Collected data:
++++

//! Runtime configuration
//!
//! Loads the NASA API key and base URL from the environment, with a `.env`
//! file honored when present. Every setting has a usable default, so
//! configuration loading cannot fail; `DEMO_KEY` works unauthenticated at
//! NASA's reduced rate limits.

use std::env;

/// API key NASA accepts without registration, at tight rate limits
const DEFAULT_API_KEY: &str = "DEMO_KEY";

/// Default base URL for NASA's public API
const DEFAULT_API_BASE: &str = "https://api.nasa.gov";

/// Resolved runtime settings
#[derive(Debug, Clone)]
pub struct Config {
    /// Key sent with every API request
    pub api_key: String,
    /// Base URL requests are built against
    pub api_base: String,
}

impl Config {
    /// Load configuration from environment variables
    ///
    /// Reads `NASA_API_KEY` and `NASA_API_BASE`, falling back to the
    /// defaults when unset or empty.
    pub fn from_env() -> Self {
        dotenvy::dotenv().ok();

        Self::from_lookup(env::var("NASA_API_KEY").ok(), env::var("NASA_API_BASE").ok())
    }

    /// Merges optional values over the defaults
    ///
    /// Separated from the environment lookup so the merge rules are
    /// testable without mutating process state.
    fn from_lookup(api_key: Option<String>, api_base: Option<String>) -> Self {
        Self {
            api_key: api_key
                .filter(|key| !key.is_empty())
                .unwrap_or_else(|| DEFAULT_API_KEY.to_string()),
            api_base: api_base
                .filter(|base| !base.is_empty())
                .unwrap_or_else(|| DEFAULT_API_BASE.to_string()),
        }
    }

    /// Applies a command-line key override, which beats the environment.
    pub fn with_api_key_override(mut self, api_key: Option<String>) -> Self {
        if let Some(key) = api_key {
            self.api_key = key;
        }
        self
    }
}
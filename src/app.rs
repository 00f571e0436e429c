//! Application state management for the NASA viewer
//!
//! This module contains the main application state: the active section,
//! per-section fetch lifecycles, keyboard handling, and the trigger
//! pipeline that consults the session cache before spawning network
//! fetches. Fetch results arrive over a tokio channel and are applied
//! between renders, guarded by per-section generation tokens so a stale
//! response can never overwrite newer state.

use chrono::{NaiveDate, Utc};
use crossterm::event::{KeyCode, KeyEvent};
use serde_json::Value;
use std::time::Duration;
use tokio::sync::mpsc;

use crate::cache::SessionCache;
use crate::cli::StartupConfig;
use crate::data::{Apod, MarsPhoto, NasaClient, NeoFeed, Rover};
use crate::favorites::FavoriteStore;
use crate::fetch::{Debouncer, FetchMessage, FetchState, Generation};
use crate::validation::validate_sol;

/// Quiet period between the last sol keystroke and the Mars fetch
const SOL_DEBOUNCE_DELAY: Duration = Duration::from_millis(400);

/// Capacity of the fetch result channel
const FETCH_CHANNEL_CAPACITY: usize = 32;

/// Message shown when the picture of the day cannot be loaded
const APOD_ERROR_MESSAGE: &str = "Error loading APOD.";

/// Message shown when a Mars photo query fails
const MARS_ERROR_MESSAGE: &str = "Failed to load Mars photos.";

/// Message shown when the asteroid feed cannot be loaded
const NEO_ERROR_MESSAGE: &str = "Failed to fetch asteroid data.";

/// Message shown when the user steps the picture date past today
const FUTURE_DATE_MESSAGE: &str = "Cannot select a future date.";

/// The viewer's sections, in tab order.
#[derive(Debug, Clone, Copy, PartialEq, Eq)]
pub enum Section {
    /// Astronomy picture of the day
    Apod,
    /// Mars rover photo gallery
    Rovers,
    /// Near-Earth object feed
    Asteroids,
    /// Saved favorites
    Favorites,
}

impl Section {
    /// All sections in tab order.
    pub fn all() -> [Section; 4] {
        [
            Section::Apod,
            Section::Rovers,
            Section::Asteroids,
            Section::Favorites,
        ]
    }

    /// Tab bar title.
    pub fn title(&self) -> &'static str {
        match self {
            Section::Apod => "Picture",
            Section::Rovers => "Rovers",
            Section::Asteroids => "Asteroids",
            Section::Favorites => "Favorites",
        }
    }

    /// The next section in tab order, wrapping around.
    pub fn next(&self) -> Section {
        match self {
            Section::Apod => Section::Rovers,
            Section::Rovers => Section::Asteroids,
            Section::Asteroids => Section::Favorites,
            Section::Favorites => Section::Apod,
        }
    }

    /// The previous section in tab order, wrapping around.
    pub fn prev(&self) -> Section {
        match self {
            Section::Apod => Section::Favorites,
            Section::Rovers => Section::Apod,
            Section::Asteroids => Section::Rovers,
            Section::Favorites => Section::Asteroids,
        }
    }

    /// Looks up a section by name, case-insensitively.
    pub fn from_name(name: &str) -> Option<Section> {
        match name.to_lowercase().as_str() {
            "apod" | "picture" => Some(Section::Apod),
            "rovers" => Some(Section::Rovers),
            "asteroids" => Some(Section::Asteroids),
            "favorites" => Some(Section::Favorites),
            _ => None,
        }
    }
}
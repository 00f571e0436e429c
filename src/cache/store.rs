//! In-memory session cache with per-read expiry
//!
//! Provides a `SessionCache` that stores serializable data as JSON strings
//! keyed by request parameters (e.g. "mars-curiosity-1000"), so repeated
//! queries within the freshness window skip the network entirely.

use serde::{de::DeserializeOwned, Serialize};
use std::collections::HashMap;
use std::time::{Duration, Instant};

/// How long a cache entry stays fresh unless the caller overrides it.
pub const DEFAULT_MAX_AGE: Duration = Duration::from_secs(10 * 60);

/// A single cached response, held as JSON with its insertion time.
///
/// Storing the JSON string rather than a typed value keeps the map
/// homogeneous across response types and makes an unparsable entry
/// indistinguishable from a missing one on read.
#[derive(Debug)]
struct CacheEntry {
    /// When the entry was written
    inserted_at: Instant,
    /// The serialized payload
    json: String,
}

/// Process-scoped cache of API responses.
///
/// The cache is constructed once at startup and owned by the application;
/// it never touches the filesystem and vanishes with the process. Reads
/// and writes cannot fail: a write that cannot serialize is dropped, and a
/// read that is missing, expired, or unparsable returns `None`. Expired
/// entries are not actively evicted since the next write for the same key
/// overwrites them.
#[derive(Debug, Default)]
pub struct SessionCache {
    entries: HashMap<String, CacheEntry>,
}

impl SessionCache {
    /// Creates an empty cache.
    pub fn new() -> Self {
        Self {
            entries: HashMap::new(),
        }
    }

    /// Stores data under the given key, replacing any previous entry.
    ///
    /// Serialization failures are swallowed; the cache is an optimization
    /// and never surfaces errors to callers.
    pub fn put<T: Serialize>(&mut self, key: &str, data: &T) {
        if let Ok(json) = serde_json::to_string(data) {
            self.entries.insert(
                key.to_string(),
                CacheEntry {
                    inserted_at: Instant::now(),
                    json,
                },
            );
        }
    }

    /// Reads a fresh entry using the default freshness window.
    ///
    /// # Arguments
    /// * `key` - The cache key to read
    ///
    /// # Returns
    /// * `Some(T)` if the entry exists, is younger than [`DEFAULT_MAX_AGE`],
    ///   and parses as `T`
    /// * `None` otherwise
    pub fn get<T: DeserializeOwned>(&self, key: &str) -> Option<T> {
        self.get_with_max_age(key, DEFAULT_MAX_AGE)
    }

    /// Reads a fresh entry with a caller-chosen freshness window.
    ///
    /// An entry older than `max_age` reads as absent but is left in place;
    /// eviction happens lazily when the key is next written.
    pub fn get_with_max_age<T: DeserializeOwned>(&self, key: &str, max_age: Duration) -> Option<T> {
        let entry = self.entries.get(key)?;
        if entry.inserted_at.elapsed() > max_age {
            return None;
        }
        serde_json::from_str(&entry.json).ok()
    }
}
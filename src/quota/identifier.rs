//! Window identifier encoding and parsing.

use std::fmt;
use std::str::FromStr;

use chrono::{DateTime, Utc};

use super::rate::RateIdent;
use crate::error::{QuotaError, Result};

/// A key that uniquely identifies one counter window.
///
/// Encoded as `<prefix>-<windowStartMillis>-<<key>>`. The application key is
/// wrapped in angle brackets so it may itself contain the `-` delimiter; the
/// prefix may not.
#[derive(Debug, Clone, PartialEq, Eq, Hash)]
pub struct WindowIdentifier {
    /// Namespace prefix shared by every counter of one engine
    pub prefix: String,
    /// Window start, in milliseconds since the Unix epoch
    pub window_start: i64,
    /// The rate's key
    pub key: String,
}

impl WindowIdentifier {
    /// Identifier of the window of `ident` that encloses `now`.
    pub fn build(prefix: &str, ident: &RateIdent, now: DateTime<Utc>) -> Self {
        Self {
            prefix: prefix.to_string(),
            window_start: ident.unit.window_start(now).timestamp_millis(),
            key: ident.key.clone(),
        }
    }

    /// Parse an encoded identifier.
    pub fn parse(identifier: &str) -> Result<Self> {
        let malformed = || QuotaError::MalformedIdentifier(identifier.to_string());

        let mut parts = identifier.splitn(3, '-');
        let (Some(prefix), Some(timestamp), Some(wrapped)) =
            (parts.next(), parts.next(), parts.next())
        else {
            return Err(malformed());
        };

        if timestamp.is_empty() || !timestamp.bytes().all(|b| b.is_ascii_digit()) {
            return Err(malformed());
        }
        let window_start: i64 = timestamp.parse().map_err(|_| malformed())?;

        let key = wrapped
            .strip_prefix('<')
            .and_then(|rest| rest.strip_suffix('>'))
            .ok_or_else(malformed)?;

        Ok(Self {
            prefix: prefix.to_string(),
            window_start,
            key: key.to_string(),
        })
    }

    /// Window start as an instant.
    pub fn window_start_at(&self) -> DateTime<Utc> {
        DateTime::<Utc>::from_timestamp_millis(self.window_start).unwrap_or(DateTime::<Utc>::MIN_UTC)
    }

    /// The identifier without its prefix, for stores that scope records by
    /// a separate namespace field.
    pub fn scoped_key(&self) -> String {
        format!("{}-<{}>", self.window_start, self.key)
    }
}

impl fmt::Display for WindowIdentifier {
    fn fmt(&self, f: &mut fmt::Formatter<'_>) -> fmt::Result {
        write!(f, "{}-{}-<{}>", self.prefix, self.window_start, self.key)
    }
}

impl FromStr for WindowIdentifier {
    type Err = QuotaError;

    fn from_str(s: &str) -> Result<Self> {
        Self::parse(s)
    }
}
//! Time sources.

use chrono::{DateTime, Duration, Utc};
use parking_lot::Mutex;

/// Source of the current instant.
pub trait Clock: Send + Sync {
    fn now(&self) -> DateTime<Utc>;
}

/// Wall clock.
#[derive(Debug, Clone, Copy, Default)]
pub struct SystemClock;

impl Clock for SystemClock {
    fn now(&self) -> DateTime<Utc> {
        Utc::now()
    }
}

/// A clock that only moves when told to.
#[derive(Debug)]
pub struct ManualClock {
    now: Mutex<DateTime<Utc>>,
}

impl ManualClock {
    pub fn new(now: DateTime<Utc>) -> Self {
        Self {
            now: Mutex::new(now),
        }
    }

    pub fn set(&self, now: DateTime<Utc>) {
        *self.now.lock() = now;
    }

    pub fn advance(&self, by: Duration) {
        let mut now = self.now.lock();
        *now += by;
    }
}

impl Clock for ManualClock {
    fn now(&self) -> DateTime<Utc> {
        *self.now.lock()
    }
}
use std::process::ExitCode;

use chrono::Utc;
use clap::{Parser, Subcommand};
use serde_json::json;
use tracing::info;
use tracing_subscriber::EnvFilter;

use quotaflow::config::Settings;
use quotaflow::quota::CounterBackend;
use quotaflow::store::{DocumentBackend, KeyValueBackend, MemoryStore, RedisStore};
use quotaflow::{GrantOutcome, Quota, RateIdent, RateLimit, WindowIdentifier};

/// Grant, schedule and inspect quotas kept in Redis.
#[derive(Debug, Parser)]
#[command(name = "quotaflow", version, about)]
struct Cli {
    /// Configuration file (YAML); `QUOTAFLOW__*` variables override it
    #[arg(short, long, global = true)]
    config: Option<String>,

    /// Redis URL, overriding the configuration
    #[arg(long, global = true)]
    redis_url: Option<String>,

    /// Identifier prefix, overriding the configuration
    #[arg(long, global = true)]
    prefix: Option<String>,

    /// Emit logs as JSON
    #[arg(long, global = true)]
    log_json: bool,

    /// Keep counters in process memory instead of Redis
    #[arg(long, global = true)]
    memory: bool,

    /// With `--memory`, store counters as namespaced documents
    #[arg(long, global = true, requires = "memory")]
    document: bool,

    #[command(subcommand)]
    command: Command,
}

#[derive(Debug, Subcommand)]
enum Command {
    /// Consume one unit of the configured rates plus the given ones
    Grant {
        /// Rates as `key:unit:limit`
        rates: Vec<RateLimit>,
    },
    /// Like `grant`, but print when the work may run instead of failing
    Schedule {
        /// Rates as `key:unit:limit`
        rates: Vec<RateLimit>,
    },
    /// Delete current-window counters (all configured rates when none given)
    Flush {
        /// Counters as `key:unit`
        idents: Vec<RateIdent>,
    },
    /// Print current-window usage (all configured rates when none given)
    Usage {
        /// Counters as `key:unit`
        idents: Vec<RateIdent>,
    },
    /// Build or parse counter identifiers
    Identifier {
        #[command(subcommand)]
        action: IdentifierCommand,
    },
}

#[derive(Debug, Subcommand)]
enum IdentifierCommand {
    /// Identifier of the current window of `key:unit`
    Build { ident: RateIdent },
    /// Split an identifier into its parts
    Parse { identifier: String },
}

#[tokio::main]
async fn main() -> anyhow::Result<ExitCode> {
    let cli = Cli::parse();

    let filter = EnvFilter::try_from_default_env().unwrap_or_else(|_| EnvFilter::new("info"));
    if cli.log_json {
        tracing_subscriber::fmt()
            .json()
            .with_env_filter(filter)
            .with_writer(std::io::stderr)
            .init();
    } else {
        tracing_subscriber::fmt()
            .with_env_filter(filter)
            .with_target(false)
            .with_writer(std::io::stderr)
            .init();
    }

    let mut settings = Settings::load(cli.config.as_deref())?;
    if let Some(url) = cli.redis_url {
        settings.store.redis_url = url;
    }
    if let Some(prefix) = cli.prefix {
        settings.quota.prefix = prefix;
        settings.quota.validate()?;
    }

    if let Command::Identifier { action } = &cli.command {
        let output = match action {
            IdentifierCommand::Build { ident } => {
                let id = WindowIdentifier::build(&settings.quota.prefix, ident, Utc::now());
                json!({ "identifier": id.to_string() })
            }
            IdentifierCommand::Parse { identifier } => {
                let id = WindowIdentifier::parse(identifier)?;
                json!({
                    "prefix": id.prefix,
                    "window_start": id.window_start,
                    "key": id.key,
                })
            }
        };
        println!("{}", output);
        return Ok(ExitCode::SUCCESS);
    }

    info!(
        prefix = %settings.quota.prefix,
        default_rates = settings.quota.rates.len(),
        memory = cli.memory,
        "Quota engine ready"
    );

    if cli.memory && cli.document {
        let backend = DocumentBackend::new(MemoryStore::new(), settings.store.namespace.clone());
        backend.setup(false).await?;
        run(Quota::new(backend, settings.quota)?, cli.command).await
    } else if cli.memory {
        let backend = KeyValueBackend::new(MemoryStore::new());
        run(Quota::new(backend, settings.quota)?, cli.command).await
    } else {
        let store = RedisStore::connect(&settings.store.redis_url).await?;
        run(Quota::new(KeyValueBackend::new(store), settings.quota)?, cli.command).await
    }
}

async fn run<B: CounterBackend>(quota: Quota<B>, command: Command) -> anyhow::Result<ExitCode> {
    let exit = match command {
        Command::Grant { rates } => match quota.check(&rates).await? {
            GrantOutcome::Granted => {
                println!("{}", json!({ "granted": true }));
                ExitCode::SUCCESS
            }
            GrantOutcome::Exceeded {
                limit,
                next_available,
            } => {
                println!(
                    "{}",
                    json!({
                        "granted": false,
                        "limit": limit,
                        "next_available": next_available,
                    })
                );
                ExitCode::FAILURE
            }
        },
        Command::Schedule { rates } => {
            let at = quota.schedule(&rates).await?;
            println!("{}", json!({ "at": at }));
            ExitCode::SUCCESS
        }
        Command::Flush { idents } => {
            quota.flush(&idents).await?;
            ExitCode::SUCCESS
        }
        Command::Usage { idents } => {
            let idents = if idents.is_empty() {
                quota.rates().iter().map(RateLimit::ident).collect()
            } else {
                idents
            };
            let usage = quota.usage(&idents).await?;
            let rows: Vec<_> = idents
                .iter()
                .zip(usage)
                .map(|(ident, used)| json!({ "key": ident.key, "unit": ident.unit, "used": used }))
                .collect();
            println!("{}", serde_json::Value::Array(rows));
            ExitCode::SUCCESS
        }
        Command::Identifier { .. } => ExitCode::SUCCESS,
    };

    Ok(exit)
}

++++

» What the task requires: From the entries above, give again exactly the lines running from the line with "keyed by request" to the line with "errors to callers."; include both of those lines.

» Output for this exercise:
//! keyed by request parameters (e.g. "mars-curiosity-1000"), so repeated
//! queries within the freshness window skip the network entirely.

use serde::{de::DeserializeOwned, Serialize};
use std::collections::HashMap;
use std::time::{Duration, Instant};

/// How long a cache entry stays fresh unless the caller overrides it.
pub const DEFAULT_MAX_AGE: Duration = Duration::from_secs(10 * 60);

/// A single cached response, held as JSON with its insertion time.
///
/// Storing the JSON string rather than a typed value keeps the map
/// homogeneous across response types and makes an unparsable entry
/// indistinguishable from a missing one on read.
#[derive(Debug)]
struct CacheEntry {
    /// When the entry was written
    inserted_at: Instant,
    /// The serialized payload
    json: String,
}

/// Process-scoped cache of API responses.
///
/// The cache is constructed once at startup and owned by the application;
/// it never touches the filesystem and vanishes with the process. Reads
/// and writes cannot fail: a write that cannot serialize is dropped, and a
/// read that is missing, expired, or unparsable returns `None`. Expired
/// entries are not actively evicted since the next write for the same key
/// overwrites them.
#[derive(Debug, Default)]
pub struct SessionCache {
    entries: HashMap<String, CacheEntry>,
}

impl SessionCache {
    /// Creates an empty cache.
    pub fn new() -> Self {
        Self {
            entries: HashMap::new(),
        }
    }

    /// Stores data under the given key, replacing any previous entry.
    ///
    /// Serialization failures are swallowed; the cache is an optimization
    /// and never surfaces errors to callers.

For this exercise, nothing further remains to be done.